The 9-minute Helix is, essentially, a gradual acceleration, with the tempo getting faster, but the note-lengths becoming longer. One is supposed to be able to follow the transformations of the musical materials, but as the themes are not instantly or readily memorable, this was a little difficult. Like much of Salonen’s recent orchestral music, there is a curious ‘anonymity’ about the overall style. It certainly doesn’t sound Finnish, and Helix has reminders of John Adams, specifically the Adams of Short Ride in a Fast Machine and has comparable energy and, towards the close, visceral excitement. Orchestra and conductor appeared to enjoy its challenges.

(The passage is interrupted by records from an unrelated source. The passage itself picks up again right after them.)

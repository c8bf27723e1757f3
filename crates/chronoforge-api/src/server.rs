//! API HTTP server lifecycle management.
//!
//! Provides [`start_server`] which binds to a TCP port and runs the Axum
//! server until the process is terminated.

use std::net::SocketAddr;
use std::sync::Arc;

use tokio::net::TcpListener;
use tracing::info;

use crate::router::build_router;
use crate::state::AppState;

/// Configuration for the API server.
#[derive(Debug, Clone)]
pub struct ServerConfig {
    /// The host address to bind to (e.g. `0.0.0.0`).
    pub host: String,
    /// The TCP port to listen on.
    pub port: u16,
}

impl Default for ServerConfig {
    fn default() -> Self {
        Self {
            host: String::from("0.0.0.0"),
            port: 8080,
        }
    }
}

/// Start the API HTTP server.
///
/// Binds to the configured address, builds the router, and serves requests
/// until the process is terminated. Returns `Ok(())` on clean shutdown, or
/// an error if binding or serving fails.
///
/// # Errors
///
/// Returns an error if the TCP listener cannot bind or the server
/// encounters a fatal I/O error.
pub async fn start_server(config: &ServerConfig, state: Arc<AppState>) -> Result<(), ServerError> {
    let addr: SocketAddr = format!("{}:{}", config.host, config.port)
        .parse()
        .map_err(|e| ServerError::Bind(format!("invalid address: {e}")))?;

    let router = build_router(state);

    let listener = TcpListener::bind(addr)
        .await
        .map_err(|e| ServerError::Bind(format!("bind failed on {addr}: {e}")))?;

    info!(%addr, "ChronoForge API server listening");

    axum::serve(listener, router)
        .await
        .map_err(|e| ServerError::Serve(format!("serve error: {e}")))?;

    Ok(())
}

/// Errors that can occur when starting or running the API server.
#[derive(Debug, thiserror::Error)]
pub enum ServerError {
    /// Failed to bind to the network address.
    #[error("bind error: {0}")]
    Bind(String),

    /// The server encountered a fatal error while serving.
    #[error("serve error: {0}")]
    Serve(String),
}
//! HTTP surface for the ChronoForge temporal store.
//!
//! A thin collaborator around the store contract: REST endpoints for
//! append/read/search and document access, a `WebSocket` live event feed,
//! and the server lifecycle. All state derivation lives in
//! `chronoforge-store`; this crate only parses requests, threads the
//! determinism context, and maps errors onto HTTP.
//!
//! # Modules
//!
//! - [`state`] -- shared application state
//! - [`router`] -- route table and middleware
//! - [`handlers`] -- REST endpoint handlers
//! - [`ws`] -- `WebSocket` event feed
//! - [`server`] -- bind-and-serve lifecycle
//! - [`error`] -- HTTP error mapping

pub mod error;
pub mod handlers;
pub mod router;
pub mod server;
pub mod state;
pub mod ws;

// Re-export primary types for convenience.
pub use error::ApiError;
pub use handlers::EventView;
pub use router::build_router;
pub use server::{ServerConfig, ServerError, start_server};
pub use state::AppState;
/// Vidcube Core Library - the spinning video cube, independent of the browser
///
/// This library provides the cube geometry, the shader program text, the
/// per-frame transforms, the texture readiness rendezvous, the renderer
/// and the frame driver. Graphics and DOM access go through the traits in
/// `backend`.

pub mod backend;
pub mod config;
pub mod driver;
pub mod error;
pub mod geometry;
pub mod renderer;
pub mod shader;
pub mod texture;
pub mod transform;

// Re-export commonly used types
pub use backend::{DisplaySurface, FatalReporter, GraphicsDevice, VideoSource};
pub use config::{CameraConfig, LightingConfig, ProjectionConfig, SceneConfig};
pub use driver::{FrameDriver, LoopState, TickReport};
pub use error::{GraphicsError, InitError, ShaderStage, TransformError};
pub use geometry::{CubeGeometry, Face, Vertex};
pub use renderer::CubeRenderer;
pub use shader::ShaderSources;
pub use texture::{ReadinessState, RgbaImage, TextureSampling, VideoEvent};
pub use transform::{FrameMatrices, FrameTransform, Viewport};
/// Per-frame projection, model-view and normal matrices
use std::f64::consts::TAU;

use nalgebra::{Matrix4, Perspective3, Vector3};

use crate::config::{CameraConfig, ProjectionConfig};
use crate::error::TransformError;

/// Drawable size of the display surface, in pixels
#[derive(Debug, Clone, Copy, PartialEq, Eq)]
pub struct Viewport {
    pub width: u32,
    pub height: u32,
}

impl Viewport {
    pub fn new(width: u32, height: u32) -> Self {
        Self { width, height }
    }

    pub fn aspect_ratio(&self) -> Result<f32, TransformError> {
        let aspect = self.width as f32 / self.height as f32;
        if self.width == 0 || self.height == 0 || !aspect.is_finite() {
            return Err(TransformError::DegenerateViewport {
                width: self.width,
                height: self.height,
            });
        }
        Ok(aspect)
    }
}

/// The three matrices uploaded to the shader each frame
#[derive(Debug, Clone, Copy, PartialEq)]
pub struct FrameMatrices {
    pub projection: Matrix4<f32>,
    pub model_view: Matrix4<f32>,
    pub normal: Matrix4<f32>,
}

/// Transform builder for the spinning cube
#[derive(Debug, Clone, Copy, Default)]
pub struct FrameTransform {
    pub projection: ProjectionConfig,
    pub camera: CameraConfig,
}

impl FrameTransform {
    pub fn new(projection: ProjectionConfig, camera: CameraConfig) -> Self {
        Self { projection, camera }
    }

    /// Perspective projection for the given aspect ratio
    pub fn projection_matrix(&self, aspect: f32) -> Matrix4<f32> {
        Perspective3::new(
            aspect,
            self.projection.fov_y,
            self.projection.near,
            self.projection.far,
        )
        .to_homogeneous()
    }

    /// Push the cube away from the camera, then spin it about Z, Y and X.
    ///
    /// Each rotation is post-multiplied onto the running matrix, so the
    /// result is `T * Rz * Ry * Rx`. The order matters.
    pub fn model_view_matrix(&self, rotation: f64) -> Matrix4<f32> {
        let [rate_z, rate_y, rate_x] = self.camera.rotation_rates;
        let (z, y, x) = (
            axis_angle(rotation, rate_z),
            axis_angle(rotation, rate_y),
            axis_angle(rotation, rate_x),
        );

        let mut model_view = Matrix4::identity();
        model_view *= Matrix4::new_translation(&self.camera.offset);
        model_view *= Matrix4::new_rotation(Vector3::new(0.0, 0.0, z));
        model_view *= Matrix4::new_rotation(Vector3::new(0.0, y, 0.0));
        model_view *= Matrix4::new_rotation(Vector3::new(x, 0.0, 0.0));
        model_view
    }

    /// Inverse-transpose of the model-view matrix
    pub fn normal_matrix(model_view: &Matrix4<f32>) -> Result<Matrix4<f32>, TransformError> {
        model_view
            .try_inverse()
            .map(|inverse| inverse.transpose())
            .ok_or(TransformError::SingularModelView)
    }

    /// Compute all three matrices for one frame
    pub fn compute(
        &self,
        rotation: f64,
        viewport: Viewport,
    ) -> Result<FrameMatrices, TransformError> {
        let aspect = viewport.aspect_ratio()?;
        let model_view = self.model_view_matrix(rotation);
        Ok(FrameMatrices {
            projection: self.projection_matrix(aspect),
            normal: Self::normal_matrix(&model_view)?,
            model_view,
        })
    }
}

/// Angle for one axis, wrapped into [0, 2π) before narrowing to f32
fn axis_angle(rotation: f64, rate: f32) -> f32 {
    (rotation * f64::from(rate)).rem_euclid(TAU) as f32
}

/// Column-major copy of a matrix, the layout uniform uploads expect
pub fn to_column_array(matrix: &Matrix4<f32>) -> [f32; 16] {
    let mut out = [0.0; 16];
    out.copy_from_slice(matrix.as_slice());
    out
}
/// GLSL sources for the textured, lit cube and the matching CPU lighting model
use nalgebra::{Matrix4, Vector3};

use crate::config::LightingConfig;

pub const ATTRIB_POSITION: &str = "aVertexPosition";
pub const ATTRIB_NORMAL: &str = "aVertexNormal";
pub const ATTRIB_TEX_COORD: &str = "aTextureCoord";

pub const UNIFORM_PROJECTION: &str = "uProjectionMatrix";
pub const UNIFORM_MODEL_VIEW: &str = "uModelViewMatrix";
pub const UNIFORM_NORMAL: &str = "uNormalMatrix";
pub const UNIFORM_SAMPLER: &str = "uSampler";

const FRAGMENT_SHADER_SOURCE: &str = r#"
varying highp vec2 vTextureCoord;
varying highp vec3 vLighting;

uniform sampler2D uSampler;

void main(void) {
    highp vec4 texelColor = texture2D(uSampler, vTextureCoord);
    gl_FragColor = vec4(texelColor.rgb * vLighting, texelColor.a);
}
"#;

/// Vertex and fragment shader text for one program
#[derive(Debug, Clone, PartialEq, Eq)]
pub struct ShaderSources {
    pub vertex: String,
    pub fragment: String,
}

impl ShaderSources {
    /// Generate the shader pair with the light baked in as constants
    pub fn new(lighting: &LightingConfig) -> Self {
        Self {
            vertex: vertex_shader_source(lighting),
            fragment: FRAGMENT_SHADER_SOURCE.to_string(),
        }
    }
}

fn glsl_vec3(v: &Vector3<f32>) -> String {
    format!("vec3({:.4}, {:.4}, {:.4})", v.x, v.y, v.z)
}

fn vertex_shader_source(lighting: &LightingConfig) -> String {
    format!(
        r#"
attribute vec4 {position};
attribute vec3 {normal};
attribute vec2 {tex_coord};

uniform mat4 {normal_matrix};
uniform mat4 {model_view};
uniform mat4 {projection};

varying highp vec2 vTextureCoord;
varying highp vec3 vLighting;

void main(void) {{
    gl_Position = {projection} * {model_view} * {position};
    vTextureCoord = {tex_coord};

    highp vec3 ambientLight = {ambient};
    highp vec3 directionalLightColor = {color};
    highp vec3 directionalVector = normalize({direction});

    highp vec4 transformedNormal = {normal_matrix} * vec4({normal}, 1.0);
    highp float directional = max(dot(normalize(transformedNormal.xyz), directionalVector), 0.0);
    vLighting = ambientLight + (directionalLightColor * directional);
}}
"#,
        position = ATTRIB_POSITION,
        normal = ATTRIB_NORMAL,
        tex_coord = ATTRIB_TEX_COORD,
        normal_matrix = UNIFORM_NORMAL,
        model_view = UNIFORM_MODEL_VIEW,
        projection = UNIFORM_PROJECTION,
        ambient = glsl_vec3(&lighting.ambient),
        color = glsl_vec3(&lighting.directional_color),
        direction = glsl_vec3(&lighting.direction),
    )
}

/// Per-vertex lighting factor, evaluated the same way the vertex shader does
pub fn lighting_factor(
    lighting: &LightingConfig,
    normal_matrix: &Matrix4<f32>,
    normal: &Vector3<f32>,
) -> Vector3<f32> {
    let transformed = normal_matrix * normal.push(1.0);
    let directional = transformed
        .xyz()
        .normalize()
        .dot(&lighting.light_direction())
        .max(0.0);
    lighting.ambient + lighting.directional_color * directional
}

/// Fragment color: texel RGB modulated by the lighting factor, alpha kept
pub fn shade_texel(texel: [f32; 4], lighting: &Vector3<f32>) -> [f32; 4] {
    [
        texel[0] * lighting.x,
        texel[1] * lighting.y,
        texel[2] * lighting.z,
        texel[3],
    ]
}
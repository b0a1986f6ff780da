/// Collaborator traits: the graphics context, the media source, the
/// display surface and the fatal error reporter.
///
/// The browser build implements these on top of WebGL and the DOM; tests
/// implement them with recording doubles.
use crate::error::{GraphicsError, InitError};
use crate::shader::ShaderSources;
use crate::texture::{RgbaImage, TextureSampling, VideoEvent};
use crate::transform::Viewport;

/// Retained-mode graphics context operations used by the renderer.
///
/// Everything except program creation and resource allocation is
/// assumed to succeed once initialization has.
pub trait GraphicsDevice {
    type Buffer;
    type Texture;
    type Program;
    type UniformLocation;
    /// Backend-specific handle to a media frame that can be uploaded directly
    type Frame: ?Sized;

    fn create_vertex_buffer(&mut self, data: &[f32]) -> Result<Self::Buffer, GraphicsError>;
    fn create_index_buffer(&mut self, data: &[u16]) -> Result<Self::Buffer, GraphicsError>;

    /// Compile both stages and link them
    fn create_program(&mut self, sources: &ShaderSources) -> Result<Self::Program, InitError>;
    fn attrib_location(&self, program: &Self::Program, name: &str) -> Option<u32>;
    fn uniform_location(
        &self,
        program: &Self::Program,
        name: &str,
    ) -> Option<Self::UniformLocation>;

    fn create_texture(&mut self) -> Result<Self::Texture, GraphicsError>;
    /// Store rows bottom-up so browser images appear upright
    fn set_unpack_flip_y(&mut self, flip: bool);
    fn upload_image(
        &mut self,
        texture: &Self::Texture,
        image: &RgbaImage,
    ) -> Result<(), GraphicsError>;
    fn upload_frame(
        &mut self,
        texture: &Self::Texture,
        frame: &Self::Frame,
    ) -> Result<(), GraphicsError>;
    fn set_sampling(&mut self, texture: &Self::Texture, sampling: TextureSampling);

    fn clear(&mut self, color: [f32; 4], depth: f32);
    /// Depth test with a less-or-equal comparison
    fn enable_depth_test(&mut self);
    fn bind_attribute(&mut self, buffer: &Self::Buffer, location: u32, components: i32);
    fn bind_index_buffer(&mut self, buffer: &Self::Buffer);
    fn use_program(&mut self, program: &Self::Program);
    fn uniform_matrix4(&mut self, location: Option<&Self::UniformLocation>, matrix: &[f32; 16]);
    fn uniform_sampler(&mut self, location: Option<&Self::UniformLocation>, unit: u32);
    /// Indexed triangle list over 16-bit indices
    fn draw_triangles(&mut self, index_count: i32);
    fn bind_texture(&mut self, texture: &Self::Texture, unit: u32);
}

/// Source of the frames shown on the cube
pub trait VideoSource {
    type Frame: ?Sized;

    /// Readiness events observed since the last call, in arrival order
    fn drain_events(&mut self) -> Vec<VideoEvent>;

    /// The frame to upload this tick
    fn current_frame(&self) -> &Self::Frame;

    fn sampling(&self) -> TextureSampling {
        TextureSampling::for_video()
    }

    /// A still image only needs to be uploaded once
    fn is_still(&self) -> bool {
        false
    }
}

/// The drawable region and its refresh clock
pub trait DisplaySurface {
    fn viewport(&self) -> Viewport;

    /// Wait for the next refresh and return its timestamp in milliseconds,
    /// or `None` once the host stops refreshing.
    fn next_frame(&mut self) -> Option<f64>;
}

/// Surfaces a fatal initialization failure to the user
pub trait FatalReporter {
    fn report(&mut self, error: &InitError);
}
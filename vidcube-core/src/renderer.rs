/// GPU resources for the cube and the per-frame draw sequence
use log::info;

use crate::backend::GraphicsDevice;
use crate::config::SceneConfig;
use crate::error::{GraphicsError, InitError};
use crate::geometry::{
    CubeGeometry, NORMAL_COMPONENTS, POSITION_COMPONENTS, TEX_COORD_COMPONENTS,
};
use crate::shader::{self, ShaderSources};
use crate::texture::{RgbaImage, TextureSampling};
use crate::transform::{to_column_array, FrameMatrices};

/// Texture unit the cube texture is bound to
pub const TEXTURE_UNIT: u32 = 0;

#[derive(Debug, Clone, Copy, PartialEq, Eq)]
struct AttribLocations {
    position: u32,
    normal: u32,
    tex_coord: u32,
}

struct UniformLocations<U> {
    projection: Option<U>,
    model_view: Option<U>,
    normal: Option<U>,
    sampler: Option<U>,
}

struct GeometryBuffers<B> {
    positions: B,
    tex_coords: B,
    normals: B,
    indices: B,
    index_count: i32,
}

/// Owns the program, buffers and texture for the cube
pub struct CubeRenderer<D: GraphicsDevice> {
    program: D::Program,
    attribs: AttribLocations,
    uniforms: UniformLocations<D::UniformLocation>,
    buffers: GeometryBuffers<D::Buffer>,
    texture: D::Texture,
    clear_color: [f32; 4],
    clear_depth: f32,
}

impl<D: GraphicsDevice> CubeRenderer<D> {
    /// Link the shader program, upload the geometry and create the
    /// placeholder texture
    pub fn new(
        device: &mut D,
        geometry: &CubeGeometry,
        config: &SceneConfig,
    ) -> Result<Self, InitError> {
        let sources = ShaderSources::new(&config.lighting);
        let program = device.create_program(&sources)?;

        let attrib = |name: &'static str| {
            device
                .attrib_location(&program, name)
                .ok_or(InitError::MissingAttribute(name))
        };
        let attribs = AttribLocations {
            position: attrib(shader::ATTRIB_POSITION)?,
            normal: attrib(shader::ATTRIB_NORMAL)?,
            tex_coord: attrib(shader::ATTRIB_TEX_COORD)?,
        };
        let uniforms = UniformLocations {
            projection: device.uniform_location(&program, shader::UNIFORM_PROJECTION),
            model_view: device.uniform_location(&program, shader::UNIFORM_MODEL_VIEW),
            normal: device.uniform_location(&program, shader::UNIFORM_NORMAL),
            sampler: device.uniform_location(&program, shader::UNIFORM_SAMPLER),
        };

        let buffers = GeometryBuffers {
            positions: device.create_vertex_buffer(geometry.positions())?,
            tex_coords: device.create_vertex_buffer(geometry.tex_coords())?,
            normals: device.create_vertex_buffer(geometry.normals())?,
            indices: device.create_index_buffer(geometry.indices())?,
            index_count: geometry.index_count() as i32,
        };

        let texture = device.create_texture()?;
        device.upload_image(&texture, &RgbaImage::solid(config.placeholder_pixel))?;
        device.set_sampling(&texture, TextureSampling::for_video());
        device.set_unpack_flip_y(true);

        info!(
            "cube renderer ready: {} vertices, {} indices",
            geometry.vertex_count(),
            geometry.index_count()
        );

        Ok(Self {
            program,
            attribs,
            uniforms,
            buffers,
            texture,
            clear_color: config.clear_color,
            clear_depth: config.clear_depth,
        })
    }

    /// Replace the texture contents with a media frame
    pub fn upload_frame(
        &self,
        device: &mut D,
        frame: &D::Frame,
        sampling: TextureSampling,
    ) -> Result<(), GraphicsError> {
        device.upload_frame(&self.texture, frame)?;
        device.set_sampling(&self.texture, sampling);
        Ok(())
    }

    /// Issue one frame's worth of commands.
    ///
    /// The normal matrix and sampler are set after the draw call, so the
    /// lighting of a frame uses the normal matrix of the previous one.
    pub fn draw(&self, device: &mut D, matrices: &FrameMatrices) {
        device.clear(self.clear_color, self.clear_depth);
        device.enable_depth_test();

        device.bind_attribute(
            &self.buffers.positions,
            self.attribs.position,
            POSITION_COMPONENTS,
        );
        device.bind_attribute(
            &self.buffers.tex_coords,
            self.attribs.tex_coord,
            TEX_COORD_COMPONENTS,
        );
        device.bind_attribute(&self.buffers.normals, self.attribs.normal, NORMAL_COMPONENTS);
        device.bind_index_buffer(&self.buffers.indices);

        device.use_program(&self.program);
        device.uniform_matrix4(
            self.uniforms.projection.as_ref(),
            &to_column_array(&matrices.projection),
        );
        device.uniform_matrix4(
            self.uniforms.model_view.as_ref(),
            &to_column_array(&matrices.model_view),
        );
        device.draw_triangles(self.buffers.index_count);

        device.uniform_matrix4(
            self.uniforms.normal.as_ref(),
            &to_column_array(&matrices.normal),
        );
        device.bind_texture(&self.texture, TEXTURE_UNIT);
        device.uniform_sampler(self.uniforms.sampler.as_ref(), TEXTURE_UNIT);
    }
}
//! Test utilities and shared test helpers for streamstats.
//!
//! This module provides common testing utilities, fixtures, and helper functions
//! that can be used across all crates in the workspace for unit and integration testing.

use crate::PlayEvent;
use std::sync::Once;
use tracing_subscriber::{fmt, EnvFilter};

/// Initialize test logging once per test run.
static INIT: Once = Once::new();

/// Initialize logging for tests with a sensible default configuration.
/// This function is safe to call multiple times and will only initialize once.
pub fn init_test_logging() {
    INIT.call_once(|| {
        let filter = EnvFilter::try_from_default_env().unwrap_or_else(|_| EnvFilter::new("debug"));

        let _ = fmt().with_test_writer().with_env_filter(filter).try_init();
    });
}

/// Listening-history fixtures shared by the parser, aggregator and CLI tests.
pub mod history_fixtures {
    use super::PlayEvent;

    /// Header of the "simple" export schema.
    pub const SIMPLE_CSV_HEADER: &str = "endTime,artistName,trackName,msPlayed";

    /// Two plays by one artist, five minutes in total.
    pub fn two_play_csv() -> String {
        format!(
            "{SIMPLE_CSV_HEADER}\n\
             2024-01-05T10:00:00, ArtistA, TrackA, 180000\n\
             2024-01-05T10:05:00, ArtistA, TrackB, 90000\n"
        )
    }

    /// The same two plays in the "detailed" export schema.
    pub fn two_play_extended_json() -> String {
        r#"[
  {
    "ts": "2024-01-05T10:00:00",
    "master_metadata_album_artist_name": "ArtistA",
    "master_metadata_track_name": "TrackA",
    "ms_played": 180000
  },
  {
    "ts": "2024-01-05T10:05:00",
    "master_metadata_album_artist_name": "ArtistA",
    "master_metadata_track_name": "TrackB",
    "ms_played": 90000
  }
]"#
        .to_string()
    }

    /// A file that parses but retains nothing.
    pub fn empty_history_json() -> String {
        r#"[{"endTime":"2024-01-05 10:00","artistName":"","trackName":"Silence","msPlayed":0}]"#
            .to_string()
    }

    /// A week of plays spread over several artists, hours and days.
    pub fn sample_events() -> Vec<PlayEvent> {
        vec![
            PlayEvent::new("2024-01-01 08:15", "Daft Punk", "One More Time", 320_000),
            PlayEvent::new("2024-01-01 08:21", "Daft Punk", "Aerodynamic", 212_000),
            PlayEvent::new("2024-01-02 21:40", "Justice", "D.A.N.C.E.", 242_000),
            PlayEvent::new("2024-01-03 12:00", "Daft Punk", "One More Time", 320_000),
            PlayEvent::new("2024-01-06 23:59", "Air", "La femme d'argent", 430_000),
            PlayEvent::new("2024-02-10 07:30", "Justice", "Genesis", 234_000),
            PlayEvent::new("2024-02-11 18:05", "Air", "Sexy Boy", 298_000),
            PlayEvent::new("", "Phoenix", "1901", 193_000),
        ]
    }
}

/// Property-based testing utilities using proptest.
#[cfg(feature = "proptest")]
pub mod property_testing {
    use crate::PlayEvent;
    use proptest::prelude::*;

    /// Strategy for timestamps in either export layout, or empty.
    pub fn end_time_strategy() -> impl Strategy<Value = String> {
        prop_oneof![
            (2015i32..2026, 1u32..=12, 1u32..=28, 0u32..24, 0u32..60).prop_map(
                |(y, mo, d, h, mi)| format!("{y:04}-{mo:02}-{d:02} {h:02}:{mi:02}")
            ),
            (2015i32..2026, 1u32..=12, 1u32..=28, 0u32..24, 0u32..60).prop_map(
                |(y, mo, d, h, mi)| format!("{y:04}-{mo:02}-{d:02}T{h:02}:{mi:02}:00Z")
            ),
            Just(String::new()),
        ]
    }

    /// Strategy for retained play events drawn from a small name pool so
    /// rankings see repeated identities.
    pub fn play_event_strategy() -> impl Strategy<Value = PlayEvent> {
        (
            end_time_strategy(),
            prop::sample::select(vec!["Air", "Justice", "Daft Punk", "Phoenix", "Sébastien Tellier"]),
            prop::sample::select(vec!["Intro", "Genesis", "Sexy Boy", "1901", "La ritournelle"]),
            1u64..900_000,
        )
            .prop_map(|(end_time, artist, track, ms)| PlayEvent::new(end_time, artist, track, ms))
    }

    /// Strategy for whole datasets.
    pub fn dataset_strategy(max_len: usize) -> impl Strategy<Value = Vec<PlayEvent>> {
        prop::collection::vec(play_event_strategy(), 0..max_len)
    }
}
//! Thread-safe configuration caching with arc-swap for lock-free reads.

use crate::loader::ConfigError;
use crate::schema::Config;
use crate::validation::ConfigValidator;
use arc_swap::ArcSwap;
use std::sync::Arc;

/// Thread-safe configuration cache using arc-swap for lock-free reads.
pub struct ConfigCache {
    config: ArcSwap<Config>,
}

impl ConfigCache {
    /// Creates a new configuration cache with the given initial configuration.
    pub fn new(config: Config) -> Self {
        Self {
            config: ArcSwap::from_pointee(config),
        }
    }

    /// Gets the current configuration.
    pub fn get(&self) -> Arc<Config> {
        self.config.load_full()
    }

    /// Validates and installs a new configuration. The current one is kept
    /// when validation fails.
    pub fn update(&self, config: Config) -> Result<(), ConfigError> {
        ConfigValidator::validate(&config).map_err(ConfigError::Validation)?;
        self.config.store(Arc::new(config));
        Ok(())
    }

    /// Applies `f` to a copy of the current configuration and installs the
    /// result if it validates.
    pub fn modify<F>(&self, f: F) -> Result<(), ConfigError>
    where
        F: FnOnce(&mut Config),
    {
        let mut next = Config::clone(&self.get());
        f(&mut next);
        self.update(next)
    }
}

impl Default for ConfigCache {
    fn default() -> Self {
        Self::new(Config::default())
    }
}

#[cfg(test)]
mod tests {
    use super::*;

    #[test]
    fn test_rejected_update_keeps_current() {
        let cache = ConfigCache::default();
        let result = cache.modify(|config| config.import.parallelism = 0);

        assert!(result.is_err());
        assert_eq!(cache.get().import.parallelism, 1);
    }

    #[test]
    fn test_readers_keep_their_snapshot() {
        let cache = ConfigCache::default();
        let before = cache.get();
        cache.modify(|config| config.locale = "fr-FR".to_string()).unwrap();

        assert_eq!(before.locale, "en-US");
        assert_eq!(cache.get().locale, "fr-FR");
    }
}
//! Integration tests for streamstats-config crate.

use std::io::Write;
use streamstats_config::{Config, ConfigCache, ConfigLoader, ConfigValidator};

#[test]
fn test_default_config_validation() {
    let mut config = Config::default();
    assert!(ConfigValidator::validate(&config).is_ok());

    config.aggregation.top_limit = 0;
    config.spotify.rate_limit_per_sec = 0;
    let issues = ConfigValidator::validate(&config).unwrap_err();
    assert_eq!(issues.len(), 2);
}

#[test]
fn test_config_cache() {
    let config = Config::default();
    let cache = ConfigCache::new(config.clone());

    let cached_config = cache.get();
    assert_eq!(cached_config.locale, config.locale);

    let mut new_config = config;
    new_config.locale = "fr-FR".to_string();
    cache.update(new_config).unwrap();

    assert_eq!(cache.get().locale, "fr-FR");
}

#[test]
fn test_full_yaml_document() {
    let yaml = r#"
import:
  parallelism: 2
  read_timeout_secs: 5
aggregation:
  top_limit: 25
  timezone: America/Los_Angeles
spotify:
  api_base_url: https://api.spotify.com/v1
  timeout_secs: 5
  rate_limit_per_sec: 2
  max_retries: 1
  lookup_timeout_secs: 8
artwork:
  max_capacity: 1000
  cache_failures: true
logging:
  level: "streamstats_engine=debug,info"
  format: json
locale: fr-FR
"#;
    let mut file = tempfile::Builder::new().suffix(".yaml").tempfile().unwrap();
    file.write_all(yaml.as_bytes()).unwrap();

    let config = ConfigLoader::parse_file(file.path()).unwrap();
    assert!(ConfigValidator::validate(&config).is_ok());
    assert_eq!(config.aggregation.top_limit, 25);
    assert_eq!(config.import.read_timeout().as_secs(), 5);
    assert_eq!(config.spotify.lookup_timeout().as_secs(), 8);
    assert_eq!(config.artwork.max_capacity, Some(1000));
    assert_eq!(
        config.logging.format,
        streamstats_common::LogFormat::Json
    );
}

#[test]
fn test_serialized_config_round_trips_through_yaml() {
    let mut config = Config::default();
    config.artwork.ttl_secs = Some(600);
    let text = serde_yaml::to_string(&config).unwrap();

    let mut file = tempfile::Builder::new().suffix(".yml").tempfile().unwrap();
    file.write_all(text.as_bytes()).unwrap();
    let parsed = ConfigLoader::parse_file(file.path()).unwrap();

    assert_eq!(parsed, config);
}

Gergiev’s reading of the Mastersingers Prelude (not “Overture” as advised in the programme) was on the swift side. Here were no over-fed burghers striding majestically, but this performance was notable for the elucidation of inner detail and fine realisation of the contrapuntal writing as well as for capturing the optimistic spirit of Wagner’s music.
The ‘symphonic’ qualities of Rimsky’s Scheherazade were emphasised; this was no picture-postcard performance – though there was colour aplenty – but the use of thematic links between the four movements was made explicit and the work had, as a result, integrity and a flowing quality which was aided by Gergiev moving straight into the second movement and into the fourth, although some people just had to applaud after the second!
Rainer Küchl of the Vienna Philharmonic provided the silky violin solos – really quite touching at the close – and the alertness of the whole orchestral response was a delight. The contributions of all sections were unimpeachable, and a piece that can seem to have less than inspired moments was gripping throughout. Goodness knows how the musicians followed Gergiev’s seemingly wayward gestures, but there was not a moment of spoiled ensemble or imprecision of attack. Dynamics and articulation were exemplary.
For encores were the Scherzo from Mendelssohn’s music to A Midsummer Night’s Dream, with staccatos precisely pointed and accents duly weighed; and, then, astonishingly, Gergiev announced that the World Orchestra for Peace would play Eric Coates’s Knightsbridge March. This can surely have never received as polished and refined a performance as it did here; the trio section almost had the grace of a Strauss waltz, and the whole was given with great spirit and made a rousing conclusion.
Now, where’s that recording of Knappertsbusch conducting Ketèlbey?